Keegan J

Hello Zola

2021-03-27 · 4 minute read

It seems most engineers spend more time tinkering with how their blog works than writing content for it. Sadly, I'm no exception. "Shiny new technology syndrome" gripped me yet again when I read about Zola on Hacker News, yet another static site generator.

Wait, wait, don't go. This one's written in Rust.

It strictly adheres to the idea of containing it's functionality within a single executable. It's written and maintained by an opinionated author. As every SSG seems to claim nowadays, it's fast. Unlike most of them, Zola is actually, blazingly fast.

The main benefit to me is that it's not written in javascript. As much as I love javascript and it's expansive ecosystem, I'm trying my best to reduce my dependency on it. Not every site that displays content needs to be interactive after all, and I believe there's value in seeing a site that does more than just get all greens on a Google Lighthouse test. I want to be able to write sites that can display their content instantly, and the easiest way to do that is to take a break from my old friend JS.

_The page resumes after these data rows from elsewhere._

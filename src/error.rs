//! Error hierarchy for the bot.
//!
//! Nothing here is ever shown to IRC users: lookups that find nothing are
//! ordinary replies, and catalog failures leave the previous catalog live.

use std::path::PathBuf;

use thiserror::Error;

// ============================================================================
// Catalog Errors (reload)
// ============================================================================

/// A catalog reload failed; the previous catalog stays authoritative.
#[derive(Debug, Error)]
pub enum CatalogError {
    /// The source file couldn't be read. Usually transient: the game client
    /// holds the file locked while patching.
    #[error("failed to read card source {path}: {source}")]
    Io {
        path: PathBuf,
        #[source]
        source: std::io::Error,
    },

    /// The file was read but held no usable card data.
    #[error("no card data could be extracted from {path}: {reason}")]
    Extraction { path: PathBuf, reason: String },
}

impl CatalogError {
    /// Whether retrying the same file later may succeed.
    pub fn is_transient(&self) -> bool {
        matches!(self, Self::Io { .. })
    }

    /// Get a static error code string for log labeling.
    pub fn error_code(&self) -> &'static str {
        match self {
            Self::Io { .. } => "io",
            Self::Extraction { .. } => "extraction",
        }
    }
}

// ============================================================================
// Card Errors (single definition)
// ============================================================================

/// One card definition couldn't be parsed. The card is skipped.
#[derive(Debug, Clone, PartialEq, Eq, Error)]
pub enum CardParseError {
    #[error("malformed XML: {0}")]
    Xml(String),

    #[error("entity has no CardID")]
    MissingId,

    #[error("card {0} has no name in the requested language")]
    MissingName(String),

    #[error("card {id}: tag {tag} has non-numeric value {value:?}")]
    BadNumber {
        id: String,
        tag: String,
        value: String,
    },
}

I don't know Rust. It's not that I don't want to know it, but moreso that I haven't gotten a good reason to learn it yet. Even though I graduated with a degree in Computer Engineering and had my later classes in low level languages and circuits, I haven't touched hardware since I left school. The market has kept me in fullstack web development since graduation. Despite that, I would love to have a reason to learn a low level language again.

Like every programmer and his dog I've made my way through at at least a few tutorials from the Rust book. Zola seemed like a nice way to eventually give myself a reason to ford past the chapter on References and Borrowing. In the meantime I hoped that not knowing how the internals of the generator worked would keep me from tinkering with it and focus on my site's content.

So, in an effort to reduce my time spent tinkering, I spent a few hours tinkering to rewrite my site with Zola. Here's what's different:

  • I wrote the theme from scratch. I'm not a designer by trade, but over the past year I've been trying to learn more ways to express my engineering ideologies through visual design. That's a flowery way of saying I wrote all the CSS for this one and didn't use a theme. If you use Monokai in your editor you'll recognize most of the colors here.
  • There's no JS. It's all just HTML and CSS. While most of the code I write is in JS or Typescript, I think there's value in being able to write useful websites without it.
  • There's a dark mode. Not going to lie, I did this one mostly for myself so I could write and edit posts at night.
  • It's printable. All posts should translate nicely to page if you're like me and like to occasionally print content to read and notate without the distractions of the modern desktop environment.
  • It's open source. In addition to providing the source code for how this site is written, I believe there's value in showing the revision history of my work on a bigger code repository that will probably outlive this one.
  • It's wicked fast. There's no javascript to spin up the page. No frontend tricks like link preloading to make it faster. No webpack config to sate or wait on 5 minute builds for. Just generated HTML and CSS you could run on your smart toaster.

I won't describe it in much more detail than this because, frankly, it's liable to change. Looking at my Hello World post (which to my shame is only 2 posts before this one), quite a lot has changed. I'm prone to tinkering.

Unlike most of my attempts at unique design, I'm happy with this one. With luck it will encourage more blog posts in the near future.